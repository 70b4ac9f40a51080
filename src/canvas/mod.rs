//! Immediate-mode 2D drawing over a borrowed [`VideoFrame`].
//!
//! A [`GraphicsContext`] owns its transform stack and path for the duration of one node callback
//! and mutably borrows the frame it draws into. Path commands are transformed when issued, so a
//! later `rotate` never moves points that were already recorded.

/// Path commands and their device-space capture.
pub mod path;
/// Style state and the save/restore stack.
pub mod state;
/// Text runs and the pluggable text renderer.
pub mod text;

use crate::assets::color::Color;
use crate::canvas::path::{ArcPolicy, PathBuilder};
use crate::canvas::state::{ContextFrame, LineCap, LineJoin, StateStack, StyleState};
use crate::canvas::text::{FontSpec, TextMode, TextRenderer, TextRun};
use crate::effects::composite;
use crate::foundation::core::{Affine, BezPath, Point, Rect, Rgba8Premul};
use crate::foundation::error::CanvasResult;
use crate::render::frame::VideoFrame;
use crate::render::raster::{self, FLATTEN_TOLERANCE};
use kurbo::{Cap, Join, Stroke};

/// Control point offset for approximating a quarter ellipse with one cubic.
pub const ELLIPSE_KAPPA: f64 = 0.552_284_83;

/// Drawing state bound to one frame.
pub struct GraphicsContext<'f> {
    target: &'f mut VideoFrame,
    state: StateStack,
    path: PathBuilder,
    arc_policy: ArcPolicy,
    text: Option<&'f mut dyn TextRenderer>,
    pending_text: Vec<TextRun>,
}

impl<'f> GraphicsContext<'f> {
    /// Start drawing into `target` with the identity transform and default style.
    pub fn new(target: &'f mut VideoFrame) -> Self {
        Self {
            target,
            state: StateStack::new(ContextFrame::default()),
            path: PathBuilder::new(),
            arc_policy: ArcPolicy::default(),
            text: None,
            pending_text: Vec::new(),
        }
    }

    /// Route `fill_text`/`stroke_text` to `renderer` instead of queueing the runs.
    pub fn with_text_renderer(mut self, renderer: &'f mut dyn TextRenderer) -> Self {
        self.text = Some(renderer);
        self
    }

    /// Choose how arcs behave under non-uniform scale.
    pub fn with_arc_policy(mut self, policy: ArcPolicy) -> Self {
        self.arc_policy = policy;
        self
    }

    /// Read access to the target frame.
    pub fn frame(&self) -> &VideoFrame {
        &*self.target
    }

    /// Direct pixel access to the target frame.
    pub fn frame_mut(&mut self) -> &mut VideoFrame {
        &mut *self.target
    }

    // ----- transform stack -----

    /// Push a copy of the transform and style.
    pub fn save(&mut self) {
        self.state.save();
    }

    /// Pop the most recently saved transform and style.
    ///
    /// Fails with `StackUnderflow` when nothing was saved; the state is left unchanged.
    pub fn restore(&mut self) -> CanvasResult<()> {
        self.state.restore().inspect_err(|e| {
            tracing::warn!(error = %e, "ignoring restore");
        })
    }

    /// Number of saves not matched by a restore.
    pub fn unbalanced_saves(&self) -> usize {
        self.state.depth()
    }

    /// Right-multiply a translation.
    pub fn translate(&mut self, dx: f64, dy: f64) {
        self.state.translate(dx, dy);
    }

    /// Right-multiply a scale.
    pub fn scale(&mut self, sx: f64, sy: f64) {
        self.state.scale(sx, sy);
    }

    /// Right-multiply a rotation (radians, clockwise on screen).
    pub fn rotate(&mut self, theta: f64) {
        self.state.rotate(theta);
    }

    /// Right-multiply an arbitrary affine matrix.
    pub fn concat(&mut self, m: Affine) {
        self.state.concat(m);
    }

    /// The current transform.
    pub fn transform(&self) -> Affine {
        self.state.current().transform
    }

    /// Replace the current transform.
    pub fn set_transform(&mut self, m: Affine) {
        self.state.current_mut().transform = m;
    }

    /// Reset the current transform to identity.
    pub fn reset_transform(&mut self) {
        self.set_transform(Affine::IDENTITY);
    }

    // ----- style -----

    /// The active style.
    pub fn style(&self) -> &StyleState {
        &self.state.current().style
    }

    fn style_mut(&mut self) -> &mut StyleState {
        &mut self.state.current_mut().style
    }

    /// Set the fill color from a CSS color string.
    pub fn set_fill_style(&mut self, css: &str) -> CanvasResult<()> {
        let color = css.parse()?;
        self.set_fill_color(color);
        Ok(())
    }

    /// Set the fill color.
    pub fn set_fill_color(&mut self, color: Color) {
        self.style_mut().fill_color = color;
    }

    /// Set the stroke color from a CSS color string.
    pub fn set_stroke_style(&mut self, css: &str) -> CanvasResult<()> {
        let color = css.parse()?;
        self.set_stroke_color(color);
        Ok(())
    }

    /// Set the stroke color.
    pub fn set_stroke_color(&mut self, color: Color) {
        self.style_mut().stroke_color = color;
    }

    /// Set the line width; negative or non-finite widths are ignored.
    pub fn set_line_width(&mut self, width: f64) {
        if width.is_finite() && width >= 0.0 {
            self.style_mut().line_width = width;
        } else {
            tracing::debug!(width, "ignoring invalid line width");
        }
    }

    /// Set the endpoint style of open strokes.
    pub fn set_line_cap(&mut self, cap: LineCap) {
        self.style_mut().line_cap = cap;
    }

    /// Set the corner style of strokes.
    pub fn set_line_join(&mut self, join: LineJoin) {
        self.style_mut().line_join = join;
    }

    /// Set the miter limit; values that are not positive and finite are ignored.
    pub fn set_miter_limit(&mut self, limit: f64) {
        if limit.is_finite() && limit > 0.0 {
            self.style_mut().miter_limit = limit;
        }
    }

    /// Set the global alpha, clamped to `0..=1`. NaN is ignored.
    pub fn set_global_alpha(&mut self, alpha: f64) {
        if !alpha.is_nan() {
            self.style_mut().global_alpha = alpha.clamp(0.0, 1.0);
        }
    }

    /// Set the font from `"<size>px <family>"` shorthand.
    pub fn set_font(&mut self, font: &str) -> CanvasResult<()> {
        let font: FontSpec = font.parse()?;
        self.style_mut().font = font;
        Ok(())
    }

    // ----- path -----

    /// Recorded path, for inspection.
    pub fn path(&self) -> &PathBuilder {
        &self.path
    }

    /// Discard the current path.
    pub fn begin_path(&mut self) {
        self.path.begin_path();
    }

    /// Start a subpath at `(x, y)`.
    pub fn move_to(&mut self, x: f64, y: f64) {
        let m = self.transform();
        self.path.move_to(m, x, y);
    }

    /// Straight segment to `(x, y)`.
    pub fn line_to(&mut self, x: f64, y: f64) -> CanvasResult<()> {
        let m = self.transform();
        self.path.line_to(m, x, y)
    }

    /// Cubic Bézier segment to `(x, y)`.
    pub fn bezier_curve_to(
        &mut self,
        c1x: f64,
        c1y: f64,
        c2x: f64,
        c2y: f64,
        x: f64,
        y: f64,
    ) -> CanvasResult<()> {
        let m = self.transform();
        self.path.bezier_curve_to(m, (c1x, c1y), (c2x, c2y), (x, y))
    }

    /// Circular arc around `(cx, cy)`.
    pub fn arc(
        &mut self,
        cx: f64,
        cy: f64,
        radius: f64,
        start: f64,
        end: f64,
        ccw: bool,
    ) -> CanvasResult<()> {
        let m = self.transform();
        self.path
            .arc(m, self.arc_policy, (cx, cy), radius, start, end, ccw)
    }

    /// Close the current subpath.
    pub fn close_path(&mut self) {
        self.path.close_path();
    }

    /// Append a closed rectangle subpath.
    pub fn rect(&mut self, x: f64, y: f64, w: f64, h: f64) {
        let m = self.transform();
        self.path.rect(m, x, y, w, h);
    }

    /// Append an ellipse inscribed in `(x, y, w, h)` as four cubics.
    ///
    /// The subpath starts at the left midpoint and ends there without being closed.
    pub fn ellipse_bezier(&mut self, x: f64, y: f64, w: f64, h: f64) -> CanvasResult<()> {
        let ox = w / 2.0 * ELLIPSE_KAPPA;
        let oy = h / 2.0 * ELLIPSE_KAPPA;
        let (xe, ye) = (x + w, y + h);
        let (xm, ym) = (x + w / 2.0, y + h / 2.0);

        self.move_to(x, ym);
        self.bezier_curve_to(x, ym - oy, xm - ox, y, xm, y)?;
        self.bezier_curve_to(xm + ox, y, xe, ym - oy, xe, ym)?;
        self.bezier_curve_to(xe, ym + oy, xm + ox, ye, xm, ye)?;
        self.bezier_curve_to(xm - ox, ye, x, ym + oy, x, ym)
    }

    // ----- painting -----

    fn fill_paint(&self) -> Rgba8Premul {
        let style = self.style();
        style.fill_color.to_premul(style.global_alpha)
    }

    fn stroke_paint(&self) -> Rgba8Premul {
        let style = self.style();
        style.stroke_color.to_premul(style.global_alpha)
    }

    fn stroke_style(&self) -> Stroke {
        let style = self.style();
        let det = self.transform().determinant().abs();
        let cap = match style.line_cap {
            LineCap::Butt => Cap::Butt,
            LineCap::Round => Cap::Round,
            LineCap::Square => Cap::Square,
        };
        let join = match style.line_join {
            LineJoin::Miter => Join::Miter,
            LineJoin::Round => Join::Round,
            LineJoin::Bevel => Join::Bevel,
        };
        Stroke::new(style.line_width * det.sqrt())
            .with_caps(cap)
            .with_join(join)
            .with_miter_limit(style.miter_limit)
    }

    /// Fill the current path with the fill color (nonzero winding).
    ///
    /// Returns the number of pixels covered. The path is kept.
    pub fn fill(&mut self) -> usize {
        let path = self.path.to_bezpath(FLATTEN_TOLERANCE);
        let paint = self.fill_paint();
        raster::fill_path(self.target, &path, paint)
    }

    /// Stroke the current path with the stroke color and line style.
    ///
    /// Returns the number of pixels covered. The path is kept.
    pub fn stroke(&mut self) -> usize {
        let path = self.path.to_bezpath(FLATTEN_TOLERANCE);
        let (style, paint) = (self.stroke_style(), self.stroke_paint());
        raster::stroke_path(self.target, &path, &style, paint)
    }

    fn rect_path(&self, x: f64, y: f64, w: f64, h: f64) -> BezPath {
        let mut builder = PathBuilder::new();
        builder.rect(self.transform(), x, y, w, h);
        builder.to_bezpath(FLATTEN_TOLERANCE)
    }

    /// Fill a rectangle without touching the current path.
    pub fn fill_rect(&mut self, x: f64, y: f64, w: f64, h: f64) -> usize {
        let path = self.rect_path(x, y, w, h);
        let paint = self.fill_paint();
        raster::fill_path(self.target, &path, paint)
    }

    /// Stroke a rectangle outline without touching the current path.
    pub fn stroke_rect(&mut self, x: f64, y: f64, w: f64, h: f64) -> usize {
        let path = self.rect_path(x, y, w, h);
        let (style, paint) = (self.stroke_style(), self.stroke_paint());
        raster::stroke_path(self.target, &path, &style, paint)
    }

    /// Set every pixel inside the rectangle to transparent black.
    pub fn clear_rect(&mut self, x: f64, y: f64, w: f64, h: f64) -> usize {
        let path = self.rect_path(x, y, w, h);
        raster::replace_path(self.target, &path, Rgba8Premul::TRANSPARENT)
    }

    // ----- text -----

    /// Fill `text` with its baseline origin at `(x, y)`.
    pub fn fill_text(&mut self, text: &str, x: f64, y: f64) -> CanvasResult<()> {
        let color = self.fill_paint();
        self.emit_text(text, Point::new(x, y), color, TextMode::Fill)
    }

    /// Outline `text` with its baseline origin at `(x, y)`.
    pub fn stroke_text(&mut self, text: &str, x: f64, y: f64) -> CanvasResult<()> {
        let color = self.stroke_paint();
        self.emit_text(text, Point::new(x, y), color, TextMode::Stroke)
    }

    fn emit_text(
        &mut self,
        text: &str,
        at: Point,
        color: Rgba8Premul,
        mode: TextMode,
    ) -> CanvasResult<()> {
        let transform = self.transform();
        let style = self.style();
        let run = TextRun {
            text: text.to_owned(),
            origin: transform * at,
            transform,
            font: style.font.clone(),
            color,
            mode,
            line_width: style.line_width,
        };
        match self.text.as_deref_mut() {
            Some(renderer) => renderer.render_text(self.target, &run),
            None => {
                self.pending_text.push(run);
                Ok(())
            }
        }
    }

    /// Text runs queued because no renderer was attached.
    pub fn take_text_runs(&mut self) -> Vec<TextRun> {
        std::mem::take(&mut self.pending_text)
    }

    // ----- images -----

    /// Draw `src` scaled into `(x, y, w, h)` under the current transform.
    ///
    /// The destination is the device-space bounding box of the transformed rectangle;
    /// global alpha applies.
    pub fn draw_image(&mut self, src: &VideoFrame, x: f64, y: f64, w: f64, h: f64) {
        let dest = self
            .transform()
            .transform_rect_bbox(Rect::new(x, y, x + w, y + h));
        let opacity = self.style().global_alpha as f32;
        composite::draw_image(self.target, src, dest, opacity);
    }
}

impl Drop for GraphicsContext<'_> {
    fn drop(&mut self) {
        let depth = self.state.depth();
        if depth > 0 {
            tracing::warn!(depth, "graphics context dropped with unbalanced saves");
        }
    }
}

#[cfg(test)]
#[path = "../../tests/unit/canvas/context.rs"]
mod tests;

Problem -> Starting at the line that contains "global alpha applies.", retype every line through the end of the records exactly, and nothing else.

Task result ->
    /// global alpha applies.
    pub fn draw_image(&mut self, src: &VideoFrame, x: f64, y: f64, w: f64, h: f64) {
        let dest = self
            .transform()
            .transform_rect_bbox(Rect::new(x, y, x + w, y + h));
        let opacity = self.style().global_alpha as f32;
        composite::draw_image(self.target, src, dest, opacity);
    }
}

impl Drop for GraphicsContext<'_> {
    fn drop(&mut self) {
        let depth = self.state.depth();
        if depth > 0 {
            tracing::warn!(depth, "graphics context dropped with unbalanced saves");
        }
    }
}

#[cfg(test)]
#[path = "../../tests/unit/canvas/context.rs"]
mod tests;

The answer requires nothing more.